El gordo me pasó un papel amarillento con una mujer desnuda mal dibujada a un lado. Los textos eran muy didácticos. Dije:
– «Clítoris» lleva tilde. Y «potencia» es con c.
– ¡Pues es verdad, eres un escritor, macho!
– Ya lo ves.
– ¿Sabes lo que te digo? Te voy a decir dónde está el futuro, chaval.
– ¿Dónde?
– «Futuro» tiene cinco letras. Y se escribe «porno».
– Ajá.
– Imagínate un buen argumento porno y lo filmamos.
– Ya lo tengo: Escuela de calor, una escuela donde todos follan contra todos, alumnos, profesores, todos.
– No está mal, pero ya está visto.
– Lo que el viento me metió: porno de época. Caballo incluido.
– Muy caro. Y nada de filmar con niños ni animales. Es incómodo e ilegal.
– Despedida de soltero, Olimpiadas carnales, Qué grueso era mi valle…
– Vale, vale, vale. Piénsatelo un poco mientras repartes estos volantes. ¡Hala!
Negociamos un mes de prueba. Si yo demostraba poseer cualidades para entregar papeles a transeúntes, el gordo me haría un contrato. Mi trabajo era pasar todo el día en la Gran Vía tratando de que alguien aceptase mis volantes. Pero la gente en la calle es como los jefes en las oficinas: no te miran, como si no estuvieses ahí. Aceptan los papeles que les das para botarlos en el siguiente basurero. No te dan siquiera una oportunidad de mentir.
Los fines de semana, cuando llamaba mi familia desde Perú, les hablaba de mis reportajes y mis viajes de periodista internacional. Hablaba de Cuba y París. Del nuevo libro que preparaba. No se me hacía difícil. Era como cantar una canción conocida. Y así ellos estarían tranquilos con su hijo que triunfaba en Europa.
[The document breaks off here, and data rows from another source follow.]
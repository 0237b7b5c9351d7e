//! Scheduler lifecycle endpoints.

use axum::{extract::State, Json};
use serde_json::{json, Value};
use std::sync::Arc;
use tracing::error;

use super::{api_error, timestamp, ApiError};
use crate::app::AppState;

/// GET /scheduler/status: running flag plus per-job detail.
pub async fn status_handler(State(state): State<Arc<AppState>>) -> Json<Value> {
    let status = state.scheduler.status();
    Json(json!({
        "scheduler_running": status.running,
        "job_count": status.job_count,
        "jobs": status.jobs,
        "timestamp": timestamp(),
    }))
}

/// POST /scheduler/start: idempotent.
pub async fn start_handler(State(state): State<Arc<AppState>>) -> Result<Json<Value>, ApiError> {
    match state.scheduler.start() {
        Ok(_) => Ok(Json(json!({
            "message": "Scheduler started successfully",
            "status": "success",
            "scheduler_running": state.scheduler.is_running(),
        }))),
        Err(e) => {
            error!("Error starting scheduler: {e}");
            Err(api_error("Error starting scheduler", &e))
        }
    }
}

/// POST /scheduler/stop: idempotent; running jobs finish in the background.
pub async fn stop_handler(State(state): State<Arc<AppState>>) -> Result<Json<Value>, ApiError> {
    match state.scheduler.stop().await {
        Ok(_) => Ok(Json(json!({
            "message": "Scheduler stopped successfully",
            "status": "success",
            "scheduler_running": state.scheduler.is_running(),
        }))),
        Err(e) => {
            error!("Error stopping scheduler: {e}");
            Err(api_error("Error stopping scheduler", &e))
        }
    }
}

#[cfg(test)]
mod tests {
    use crate::app::test_support::{call, test_state};
    use axum::http::StatusCode;

    #[tokio::test]
    async fn start_stop_round_trip() {
        let state = test_state(Default::default());

        let (status, body) = call(&state, "POST", "/scheduler/start").await;
        assert_eq!(status, StatusCode::OK);
        assert_eq!(body["scheduler_running"], true);

        // second start is a no-op
        let (status, body) = call(&state, "POST", "/scheduler/start").await;
        assert_eq!(status, StatusCode::OK);
        assert_eq!(body["scheduler_running"], true);

        let (_, body) = call(&state, "GET", "/scheduler/status").await;
        assert_eq!(body["scheduler_running"], true);
        assert_eq!(body["job_count"], 2);
        assert!(body["jobs"][0]["next_run_time"].is_string());

        let (status, body) = call(&state, "POST", "/scheduler/stop").await;
        assert_eq!(status, StatusCode::OK);
        assert_eq!(body["message"], "Scheduler stopped successfully");
        assert_eq!(body["scheduler_running"], false);

        let (status, body) = call(&state, "POST", "/scheduler/stop").await;
        assert_eq!(status, StatusCode::OK);
        assert_eq!(body["scheduler_running"], false);
    }

    #[tokio::test]
    async fn lifecycle_routes_reject_get() {
        let state = test_state(Default::default());
        let response_status = {
            use axum::body::Body;
            use axum::http::Request;
            use tower::ServiceExt;
            crate::app::build_router(state)
                .oneshot(
                    Request::builder()
                        .uri("/scheduler/start")
                        .body(Body::empty())
                        .unwrap(),
                )
                .await
                .unwrap()
                .status()
        };
        assert_eq!(response_status, StatusCode::METHOD_NOT_ALLOWED);
    }
}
Paula entró a trabajar a una cadena de comida rápida ocho horas al día. Por las noches trabajaba en sus guiones para el Brasil. Además, estaba embarcada en la producción de su obra de teatro. Volvía a casa a medianoche y sólo tenía fuerzas para acostarse. A la mañana siguiente, se levantaba a las ocho. A las nueve, tenía que estar trabajando.
Tras nuestro primer fin de mes con papeles, Paula y yo acabamos molidos. Ninguno de los dos había escrito una línea, ni tenía tiempo o fuerzas para hacerlo. Paula empezó a preguntarse por qué estábamos soportando eso. Decía:
– No me molesta ser camarera. Me molesta ser sólo camarera, y estar obligada a serlo para siempre.
Además, tenía sentimientos encontrados. En la cadena de comida rápida se había hecho amiga de una colombiana que huía de la violencia. La colombiana tenía dos hijos. Trabajaba de día en esa cadena y de noche en otra. Y dice Paula que era la mujer más alegre que había visto en su vida. Cuando la colombiana le decía que trabajaba doce horas diarias y era feliz, Paula no sabía si insultarla por dejarse explotar o sentirse la pija más mimada y repugnante de toda la oleada migratoria.